MEDIUM: It is such an exciting time to be a filmmaker. I do not believe the notion that the cinema is dying or dead because it’s amazing what technology can do to the cinematic storytelling. What’s great about film is it constantly reinvents itself. It started as a sheer novelty, those images moving on the screen.
Then it went and every step of the way a new technology started being added — sound, color.
What happens is the film grammar of storytelling evolves and changes as well. The technology goes directly with the evolution of the storytelling.
The way films look —it started with old 35mm motion picture cameras, to color with the three-strip Technicolor, to cameras that weighed hundreds of pounds and had to be on dollies and cranes — that was the film grammar of the day.
The limitations of the technology being used to shoot the films set up what we’ve learned as film grammar.
Then, we came to lighter cameras, to handheld cameras, steady cams, and on and on, all the way down to now.
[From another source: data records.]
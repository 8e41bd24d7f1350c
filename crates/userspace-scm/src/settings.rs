//! Immutable per-job SCM settings.

use url::Url;
use userspace_delegate::ContainerSpec;
use userspace_protocol::RevisionState;

/// A revision pinned by configuration, or none.
#[derive(Debug, Clone, Default, PartialEq, Eq)]
pub enum PinnedRevision {
    /// Follow the head.
    #[default]
    Unpinned,
    /// Always build this revision.
    Pinned(RevisionState),
}

impl PinnedRevision {
    /// Build from a configured value. Blank strings mean "not pinned".
    #[must_use]
    pub fn from_config(value: Option<&str>) -> Self {
        match value.map(str::trim) {
            Some(v) if !v.is_empty() => Self::Pinned(RevisionState::new(v)),
            _ => Self::Unpinned,
        }
    }

    /// The pinned state, if any.
    #[must_use]
    pub fn state(&self) -> Option<&RevisionState> {
        match self {
            Self::Pinned(state) => Some(state),
            Self::Unpinned => None,
        }
    }

    /// The pinned token, if any, as sent in `REVISION`.
    #[must_use]
    pub fn token(&self) -> Option<&str> {
        self.state().map(RevisionState::data)
    }
}

/// Execution discipline for polling.
#[derive(Debug, Clone, Copy, Default, PartialEq, Eq)]
pub enum PollingMode {
    /// Poll in a lightweight local context. Callers must not supply a workspace.
    #[default]
    WorkspaceFree,
    /// Poll inside a workspace the caller supplies.
    WorkspaceRequired,
}

impl PollingMode {
    /// Map the host's boolean flag.
    #[must_use]
    pub fn from_flag(requires_workspace: bool) -> Self {
        if requires_workspace {
            Self::WorkspaceRequired
        } else {
            Self::WorkspaceFree
        }
    }

    /// Whether a workspace must be supplied.
    #[must_use]
    pub fn requires_workspace(self) -> bool {
        matches!(self, Self::WorkspaceRequired)
    }
}

/// Everything one job's SCM needs, assembled once and never mutated.
#[derive(Debug, Clone, PartialEq, Eq)]
pub struct ScmSettings {
    /// Delegate image and its opaque config.
    pub container: ContainerSpec,
    /// Branch or ref of interest, passed through unmodified.
    pub head: String,
    /// Configuration-level revision override.
    pub pinned: PinnedRevision,
    /// Polling discipline.
    pub polling: PollingMode,
    /// Base URL for repository browser links.
    pub browser_base: Option<Url>,
}

impl ScmSettings {
    /// Settings following `head` with default polling and no browser.
    #[must_use]
    pub fn new(container: ContainerSpec, head: impl Into<String>) -> Self {
        Self {
            container,
            head: head.into(),
            pinned: PinnedRevision::Unpinned,
            polling: PollingMode::default(),
            browser_base: None,
        }
    }

    /// Pin a revision.
    #[must_use]
    pub fn with_pinned(mut self, pinned: PinnedRevision) -> Self {
        self.pinned = pinned;
        self
    }

    /// Set the polling discipline.
    #[must_use]
    pub fn with_polling(mut self, polling: PollingMode) -> Self {
        self.polling = polling;
        self
    }

    /// Set the repository browser base URL.
    #[must_use]
    pub fn with_browser_base(mut self, base: Option<Url>) -> Self {
        self.browser_base = base;
        self
    }
}
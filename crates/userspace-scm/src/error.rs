//! SCM operation error types.

use thiserror::Error;
use userspace_delegate::DelegateError;
use userspace_protocol::ProtocolError;

/// Errors surfaced to the host by SCM operations.
///
/// Nothing here is retried internally. Retry policy, if any, belongs to the
/// host's build execution layer.
#[derive(Debug, Error)]
pub enum ScmError {
    /// The delegate reply did not match the expected grammar.
    #[error("protocol violation: {0}")]
    ProtocolViolation(#[from] ProtocolError),

    /// The delegate could not be started or exited unsuccessfully.
    #[error("delegate execution failed: {0}")]
    DelegateExecution(#[source] DelegateError),

    /// The caller broke an operation precondition.
    #[error("contract violation: {0}")]
    ContractViolation(String),

    /// The build or poll was interrupted while the delegate was running.
    #[error("operation cancelled while the delegate was running")]
    Cancelled,

    /// The host handed over a revision state this SCM did not produce.
    #[error("unsupported revision state type: {type_name}")]
    UnsupportedRevisionState {
        /// Type name reported by the host.
        type_name: String,
    },

    /// The changelog could not be written to its destination.
    #[error("failed to write changelog to {path}: {source}")]
    ChangelogWrite {
        /// Destination path.
        path: String,
        /// Underlying IO error.
        #[source]
        source: std::io::Error,
    },

    /// A persisted changelog does not follow the entry grammar.
    #[error("malformed changelog at line {line}: {message}")]
    MalformedChangelog {
        /// One-based line number.
        line: usize,
        /// What was wrong.
        message: String,
    },

    /// No SCM is registered under the requested scheme.
    #[error("unknown SCM scheme: {0}")]
    UnknownScheme(String),

    /// The revision store failed.
    #[error("revision store error: {0}")]
    Store(String),
}

impl From<DelegateError> for ScmError {
    fn from(err: DelegateError) -> Self {
        match err {
            DelegateError::Cancelled => Self::Cancelled,
            other => Self::DelegateExecution(other),
        }
    }
}

/// Result type for SCM operations.
pub type ScmResult<T> = Result<T, ScmError>;

#[cfg(test)]
mod tests {
    use super::*;

    #[test]
    fn test_cancelled_delegate_maps_to_cancelled() {
        assert!(matches!(
            ScmError::from(DelegateError::Cancelled),
            ScmError::Cancelled
        ));
    }

    #[test]
    fn test_failed_delegate_keeps_diagnostics() {
        let err = ScmError::from(DelegateError::Failed {
            command: "identify".to_owned(),
            exit_code: Some(1),
            stderr: "repository not found".to_owned(),
        });
        assert!(matches!(err, ScmError::DelegateExecution(_)));
        assert!(err.to_string().contains("repository not found"));
    }
}
//! Execution contexts a delegate can run in.

use std::collections::BTreeMap;
use std::path::{Path, PathBuf};

/// Where and with which environment a delegate command runs.
#[derive(Debug, Clone, PartialEq, Eq)]
pub enum ExecutionContext {
    /// A build workspace owned by the host.
    Workspace {
        /// Workspace root, mounted or used as the working directory.
        root: PathBuf,
        /// Environment inherited from the build.
        env: BTreeMap<String, String>,
    },
    /// Lightweight local-only context with no workspace.
    Local {
        /// Environment inherited from the job.
        env: BTreeMap<String, String>,
    },
}

impl ExecutionContext {
    /// Context rooted at a workspace directory.
    #[must_use]
    pub fn workspace(root: impl Into<PathBuf>) -> Self {
        Self::Workspace {
            root: root.into(),
            env: BTreeMap::new(),
        }
    }

    /// Workspace-free context.
    #[must_use]
    pub fn local() -> Self {
        Self::Local {
            env: BTreeMap::new(),
        }
    }

    /// Add an environment variable for the backend process.
    #[must_use]
    pub fn with_env(mut self, key: impl Into<String>, value: impl Into<String>) -> Self {
        let (Self::Workspace { env, .. } | Self::Local { env }) = &mut self;
        env.insert(key.into(), value.into());
        self
    }

    /// Replace the environment wholesale.
    #[must_use]
    pub fn with_envs(mut self, vars: BTreeMap<String, String>) -> Self {
        let (Self::Workspace { env, .. } | Self::Local { env }) = &mut self;
        *env = vars;
        self
    }

    /// Workspace root, if this context has one.
    #[must_use]
    pub fn root(&self) -> Option<&Path> {
        match self {
            Self::Workspace { root, .. } => Some(root),
            Self::Local { .. } => None,
        }
    }

    /// Environment for the backend process.
    #[must_use]
    pub fn env(&self) -> &BTreeMap<String, String> {
        let (Self::Workspace { env, .. } | Self::Local { env }) = self;
        env
    }

    /// Short label for logs.
    #[must_use]
    pub fn kind(&self) -> &'static str {
        match self {
            Self::Workspace { .. } => "workspace",
            Self::Local { .. } => "local",
        }
    }
}
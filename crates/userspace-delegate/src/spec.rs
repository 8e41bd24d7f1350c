//! Container specification.

use serde::{Deserialize, Serialize};

/// Identifies the delegate image and the opaque config handed to it.
#[derive(Debug, Clone, PartialEq, Eq, Hash, Serialize, Deserialize)]
pub struct ContainerSpec {
    /// Image reference (or executable path for the local backend).
    pub image: String,
    /// Opaque configuration, piped to the delegate on stdin.
    #[serde(default)]
    pub config: String,
}

impl ContainerSpec {
    /// Create a spec with an empty config.
    #[must_use]
    pub fn new(image: impl Into<String>) -> Self {
        Self {
            image: image.into(),
            config: String::new(),
        }
    }

    /// Set the delegate config.
    #[must_use]
    pub fn with_config(mut self, config: impl Into<String>) -> Self {
        self.config = config.into();
        self
    }
}
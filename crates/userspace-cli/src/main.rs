//! Userspace SCM CLI - drive a containerized VCS delegate from the shell.
//!
//! Each subcommand maps to one SCM operation. Configuration is loaded once,
//! logging goes to stderr (or rolling files) and results go to stdout, as
//! colored text or JSON. Ctrl-C cancels the running delegate.

#![deny(unsafe_code)]
#![deny(missing_docs)]
#![deny(clippy::all)]
#![warn(unreachable_pub)]
#![deny(clippy::unwrap_used)]
#![cfg_attr(test, allow(clippy::unwrap_used))]

use std::path::PathBuf;
use std::process::ExitCode;

use anyhow::{Context, Result};
use clap::{ArgAction, Parser, Subcommand};
use tokio_util::sync::CancellationToken;
use tracing::warn;

mod commands;
mod config_bridge;
mod formatter;
mod theme;

use commands::poll::Since;
use commands::{Host, build, changelog, info, poll};
use formatter::OutputFormat;
use theme::Theme;

/// Userspace SCM - checkout, identify and poll through a delegate container
#[derive(Parser)]
#[command(name = "userspace-scm")]
#[command(author, version, about, long_about = None)]
struct Cli {
    /// Path to a configuration file
    #[arg(short, long, global = true)]
    config: Option<PathBuf>,

    /// Increase log verbosity (-v debug, -vv trace)
    #[arg(short, long, global = true, action = ArgAction::Count)]
    verbose: u8,

    /// Output format
    #[arg(long, global = true, value_enum, default_value_t = OutputFormat::Pretty)]
    format: OutputFormat,

    #[command(subcommand)]
    command: Commands,
}

#[derive(Subcommand)]
enum Commands {
    /// Check out the head and record the resulting revision
    Checkout {
        /// Build identifier
        #[arg(long)]
        build: String,

        /// Workspace directory (defaults to the current directory)
        #[arg(short, long)]
        workspace: Option<PathBuf>,

        /// Write the delegate's changelog to this file
        #[arg(long)]
        changelog: Option<PathBuf>,

        /// Earlier build whose revision is the changelog baseline
        #[arg(long)]
        baseline: Option<String>,
    },

    /// Identify the revision checked out in a workspace
    Identify {
        /// Build identifier
        #[arg(long)]
        build: String,

        /// Workspace directory (defaults to the current directory)
        #[arg(short, long)]
        workspace: Option<PathBuf>,

        /// Record the revision for the build
        #[arg(long)]
        save: bool,
    },

    /// Ask whether the head moved since a baseline
    Poll {
        /// Job name
        #[arg(long)]
        job: String,

        /// Workspace, when polling is configured to need one
        #[arg(short, long)]
        workspace: Option<PathBuf>,

        /// Compare against the revision recorded for this build
        #[arg(
            long,
            conflicts_with = "since_revision",
            required_unless_present = "since_revision"
        )]
        since_build: Option<String>,

        /// Compare against this revision token
        #[arg(long)]
        since_revision: Option<String>,
    },

    /// Show a changelog written by checkout
    Changelog {
        /// Changelog file
        path: PathBuf,

        /// Build the changelog belongs to
        #[arg(long, default_value = "local")]
        build: String,

        /// Show the file as a single unparsed entry
        #[arg(long)]
        raw: bool,
    },

    /// Print the repository browser link for a revision
    Browse {
        /// Revision token
        revision: String,
    },

    /// Print the SCM identity key
    Key,

    /// Show the effective configuration
    Info,
}

fn workspace_or_cwd(workspace: Option<PathBuf>) -> Result<PathBuf> {
    match workspace {
        Some(path) => Ok(path),
        None => std::env::current_dir().context("failed to determine the current directory"),
    }
}

fn spawn_interrupt_handler(cancel: CancellationToken) {
    tokio::spawn(async move {
        if tokio::signal::ctrl_c().await.is_ok() {
            warn!("interrupt received, cancelling delegate");
            cancel.cancel();
        }
    });
}

async fn run(cli: Cli) -> Result<()> {
    let resolved = userspace_config::Config::load(cli.config.as_deref())
        .context("failed to load configuration")?;

    let log_config = config_bridge::to_log_config(&resolved.config, cli.verbose);
    if let Err(e) = userspace_telemetry::setup_logging(&log_config) {
        eprintln!("Failed to initialize logging: {e}");
    }

    let cancel = CancellationToken::new();
    spawn_interrupt_handler(cancel.clone());
    let host = Host::from_config(&resolved.config, cancel, cli.format)?;

    match cli.command {
        Commands::Checkout {
            build: build_id,
            workspace,
            changelog: changelog_path,
            baseline,
        } => {
            let workspace = workspace_or_cwd(workspace)?;
            build::run_checkout(
                &host,
                &build_id,
                &workspace,
                changelog_path.as_deref(),
                baseline.as_deref(),
            )
            .await?;
        },
        Commands::Identify {
            build: build_id,
            workspace,
            save,
        } => {
            let workspace = workspace_or_cwd(workspace)?;
            build::run_identify(&host, &build_id, &workspace, save).await?;
        },
        Commands::Poll {
            job,
            workspace,
            since_build,
            since_revision,
        } => {
            let since = match (since_build, since_revision) {
                (Some(build_id), _) => Since::Build(build_id),
                (None, Some(token)) => Since::Revision(token),
                (None, None) => anyhow::bail!("provide --since-build or --since-revision"),
            };
            poll::run_poll(&host, &job, workspace.as_deref(), &since).await?;
        },
        Commands::Changelog { path, build, raw } => {
            changelog::run_changelog(&host, &path, &build, raw).await?;
        },
        Commands::Browse { revision } => {
            changelog::run_browse(&host, &revision)?;
        },
        Commands::Key => {
            info::show_key(&host)?;
        },
        Commands::Info => {
            info::show_info(&host, &resolved.loaded_files)?;
        },
    }

    Ok(())
}

#[tokio::main]
async fn main() -> ExitCode {
    let cli = Cli::parse();
    match run(cli).await {
        Ok(()) => ExitCode::SUCCESS,
        Err(e) => {
            eprintln!("{}", Theme::error(&format!("{e:#}")));
            ExitCode::FAILURE
        },
    }
}

#[cfg(test)]
mod tests {
    use super::*;
    use clap::CommandFactory;

    #[test]
    fn test_cli_definition() {
        Cli::command().debug_assert();
    }

    #[test]
    fn test_poll_requires_a_baseline() {
        let result = Cli::try_parse_from(["userspace-scm", "poll", "--job", "nightly"]);
        assert!(result.is_err());

        let result = Cli::try_parse_from([
            "userspace-scm",
            "poll",
            "--job",
            "nightly",
            "--since-build",
            "b1",
            "--since-revision",
            "r1",
        ]);
        assert!(result.is_err());
    }

    #[test]
    fn test_global_flags() {
        let cli = Cli::try_parse_from([
            "userspace-scm",
            "key",
            "-vv",
            "--format",
            "json",
            "--config",
            "scm.toml",
        ])
        .unwrap();
        assert_eq!(cli.verbose, 2);
        assert_eq!(cli.format, OutputFormat::Json);
        assert_eq!(cli.config, Some(PathBuf::from("scm.toml")));
        assert!(matches!(cli.command, Commands::Key));
    }

    #[test]
    fn test_checkout_args() {
        let cli = Cli::try_parse_from([
            "userspace-scm",
            "checkout",
            "--build",
            "42",
            "--changelog",
            "changes.txt",
            "--baseline",
            "41",
        ])
        .unwrap();
        match cli.command {
            Commands::Checkout {
                build,
                workspace,
                changelog,
                baseline,
            } => {
                assert_eq!(build, "42");
                assert_eq!(workspace, None);
                assert_eq!(changelog, Some(PathBuf::from("changes.txt")));
                assert_eq!(baseline.as_deref(), Some("41"));
            },
            _ => panic!("expected checkout"),
        }
    }
}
There’s a unique thing to a GoPro.
There’s a unique thing to an iPhone — the way things are shot and the way it’s held. It just gives it a vibrancy you’ve never been able to have before.
I believe new film grammar is going to come from these things.
It evolves, it changes, and it’s in great part because of the technology.
In my own field, in animation, a seminal film in the history of animation is Snow White and the Seven Dwarfs, Walt Disney’s first feature-length film.
People thought Walt was insane.
“People aren’t going to sit still for a feature-length cartoon. Are you nuts?”
But Walt was a visionary.
Walt saw beyond what people were used to. They were used to the short cartoon.
It’s interesting how people cannot see beyond what they’re used to.
There’s a famous statement by Henry Ford that before the Model T if you asked people what they wanted, they would say, “A faster horse.”
My own partner at Pixar for 25 years, Steve Jobs, never liked market research. Never did market research for anything.